◆ **Records from a dataset**:
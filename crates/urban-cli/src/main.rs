use std::io::Write;
use std::sync::Arc;
use tokio::io::{AsyncBufReadExt, BufReader};
use tokio::sync::watch;
use tracing_subscriber::{layer::SubscriberExt, util::SubscriberInitExt, EnvFilter};

use urban_assistant::HttpAssistantClient;
use urban_cli::{
    command::{Command, HELP},
    config::Config,
    render,
};
use urban_overlays::{AssetSource, DirAssetSource, HttpAssetSource};
use urban_state::{EventLoop, MapCoordinator, ViewSnapshot};
use urban_types::MessageId;

#[tokio::main]
async fn main() -> anyhow::Result<()> {
    // Load .env file
    dotenvy::dotenv().ok();

    let config = Config::load()
        .map_err(|e| anyhow::anyhow!("Failed to load configuration: {}", e))?;

    init_logging(&config);

    tracing::info!("Starting Urban Intellect");
    tracing::info!("Assistant endpoint: {}", config.assistant.base_url);

    let client = Arc::new(HttpAssistantClient::new(config.assistant_config())?);
    let coordinator =
        MapCoordinator::new(client, config.session.clone()).with_points(config.points.clone());

    let mut event_loop = EventLoop::new(coordinator);
    if let Some(assets) = asset_source(&config)? {
        event_loop = event_loop.with_assets(assets);
    }
    let handle = event_loop.spawn();

    let printer = tokio::spawn(print_new_messages(handle.subscribe()));

    println!("Urban Intellect. Type a question, or :help for commands.");
    let mut lines = BufReader::new(tokio::io::stdin()).lines();

    'repl: while let Some(line) = lines.next_line().await? {
        match Command::parse(&line) {
            Ok(Command::Events(events)) => {
                for event in events {
                    if handle.send(event).await.is_err() {
                        tracing::error!("Coordinator stopped unexpectedly");
                        break 'repl;
                    }
                }
            }
            Ok(Command::Show) => print!("{}", render::render(&handle.snapshot())),
            Ok(Command::Help) => println!("{}", HELP),
            Ok(Command::Quit) => break,
            Ok(Command::Nothing) => {}
            Err(e) => println!("{}", e),
        }
        std::io::stdout().flush()?;
    }

    printer.abort();
    handle
        .shutdown()
        .await
        .map_err(|e| anyhow::anyhow!("Coordinator task failed: {}", e))?;

    tracing::info!("Goodbye");
    Ok(())
}

fn asset_source(config: &Config) -> anyhow::Result<Option<Arc<dyn AssetSource>>> {
    if let Some(dir) = &config.assets.dir {
        tracing::info!("Loading assets from {}", dir.display());
        let source: Arc<dyn AssetSource> = Arc::new(DirAssetSource::new(dir.clone()));
        return Ok(Some(source));
    }
    if let Some(base_url) = &config.assets.base_url {
        tracing::info!("Loading assets from {}", base_url);
        let source: Arc<dyn AssetSource> = Arc::new(HttpAssetSource::new(base_url.clone())?);
        return Ok(Some(source));
    }
    tracing::warn!("No asset source configured; prompts and overlays are unavailable");
    Ok(None)
}

/// Print transcript entries as they arrive.
async fn print_new_messages(mut snapshots: watch::Receiver<ViewSnapshot>) {
    let mut last_seen: MessageId = 0;
    let mut connected = false;

    while snapshots.changed().await.is_ok() {
        let snapshot = snapshots.borrow_and_update().clone();

        if snapshot.connected != connected {
            connected = snapshot.connected;
            println!(
                "[assistant {}]",
                if connected { "connected" } else { "offline" }
            );
        }

        let mut out = String::new();
        last_seen = render::render_new_messages(&mut out, &snapshot.messages, last_seen);
        if !out.is_empty() {
            print!("{}", out);
            let _ = std::io::stdout().flush();
        }
    }
}

fn init_logging(config: &Config) {
    let env_filter = EnvFilter::try_from_default_env()
        .or_else(|_| EnvFilter::try_new(&config.logging.level))
        .unwrap_or_else(|_| EnvFilter::new("info"));

    let registry = tracing_subscriber::registry().with(env_filter);

    // stdout belongs to the REPL
    match config.logging.format.as_str() {
        "json" => {
            registry
                .with(tracing_subscriber::fmt::layer().json().with_writer(std::io::stderr))
                .init();
        }
        _ => {
            registry
                .with(tracing_subscriber::fmt::layer().pretty().with_writer(std::io::stderr))
                .init();
        }
    }
}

◆ **Work to complete**:
Every line of the data above should be reproduced word for word.

◆ **Output**:
filename crates/urban-cli/src/main.rs
use std::io::Write;
use std::sync::Arc;
use tokio::io::{AsyncBufReadExt, BufReader};
use tokio::sync::watch;
use tracing_subscriber::{layer::SubscriberExt, util::SubscriberInitExt, EnvFilter};

use urban_assistant::HttpAssistantClient;
use urban_cli::{
    command::{Command, HELP},
    config::Config,
    render,
};
use urban_overlays::{AssetSource, DirAssetSource, HttpAssetSource};
use urban_state::{EventLoop, MapCoordinator, ViewSnapshot};
use urban_types::MessageId;

#[tokio::main]
async fn main() -> anyhow::Result<()> {
    // Load .env file
    dotenvy::dotenv().ok();

    let config = Config::load()
        .map_err(|e| anyhow::anyhow!("Failed to load configuration: {}", e))?;

    init_logging(&config);

    tracing::info!("Starting Urban Intellect");
    tracing::info!("Assistant endpoint: {}", config.assistant.base_url);

    let client = Arc::new(HttpAssistantClient::new(config.assistant_config())?);
    let coordinator =
        MapCoordinator::new(client, config.session.clone()).with_points(config.points.clone());

    let mut event_loop = EventLoop::new(coordinator);
    if let Some(assets) = asset_source(&config)? {
        event_loop = event_loop.with_assets(assets);
    }
    let handle = event_loop.spawn();

    let printer = tokio::spawn(print_new_messages(handle.subscribe()));

    println!("Urban Intellect. Type a question, or :help for commands.");
    let mut lines = BufReader::new(tokio::io::stdin()).lines();

    'repl: while let Some(line) = lines.next_line().await? {
        match Command::parse(&line) {
            Ok(Command::Events(events)) => {
                for event in events {
                    if handle.send(event).await.is_err() {
                        tracing::error!("Coordinator stopped unexpectedly");
                        break 'repl;
                    }
                }
            }
            Ok(Command::Show) => print!("{}", render::render(&handle.snapshot())),
            Ok(Command::Help) => println!("{}", HELP),
            Ok(Command::Quit) => break,
            Ok(Command::Nothing) => {}
            Err(e) => println!("{}", e),
        }
        std::io::stdout().flush()?;
    }

    printer.abort();
    handle
        .shutdown()
        .await
        .map_err(|e| anyhow::anyhow!("Coordinator task failed: {}", e))?;

    tracing::info!("Goodbye");
    Ok(())
}

fn asset_source(config: &Config) -> anyhow::Result<Option<Arc<dyn AssetSource>>> {
    if let Some(dir) = &config.assets.dir {
        tracing::info!("Loading assets from {}", dir.display());
        let source: Arc<dyn AssetSource> = Arc::new(DirAssetSource::new(dir.clone()));
        return Ok(Some(source));
    }
    if let Some(base_url) = &config.assets.base_url {
        tracing::info!("Loading assets from {}", base_url);
        let source: Arc<dyn AssetSource> = Arc::new(HttpAssetSource::new(base_url.clone())?);
        return Ok(Some(source));
    }
    tracing::warn!("No asset source configured; prompts and overlays are unavailable");
    Ok(None)
}

/// Print transcript entries as they arrive.
async fn print_new_messages(mut snapshots: watch::Receiver<ViewSnapshot>) {
    let mut last_seen: MessageId = 0;
    let mut connected = false;

    while snapshots.changed().await.is_ok() {
        let snapshot = snapshots.borrow_and_update().clone();

        if snapshot.connected != connected {
            connected = snapshot.connected;
            println!(
                "[assistant {}]",
                if connected { "connected" } else { "offline" }
            );
        }

        let mut out = String::new();
        last_seen = render::render_new_messages(&mut out, &snapshot.messages, last_seen);
        if !out.is_empty() {
            print!("{}", out);
            let _ = std::io::stdout().flush();
        }
    }
}

fn init_logging(config: &Config) {
    let env_filter = EnvFilter::try_from_default_env()
        .or_else(|_| EnvFilter::try_new(&config.logging.level))
        .unwrap_or_else(|_| EnvFilter::new("info"));

    let registry = tracing_subscriber::registry().with(env_filter);

    // stdout belongs to the REPL
    match config.logging.format.as_str() {
        "json" => {
            registry
                .with(tracing_subscriber::fmt::layer().json().with_writer(std::io::stderr))
                .init();
        }
        _ => {
            registry
                .with(tracing_subscriber::fmt::layer().pretty().with_writer(std::io::stderr))
                .init();
        }
    }
}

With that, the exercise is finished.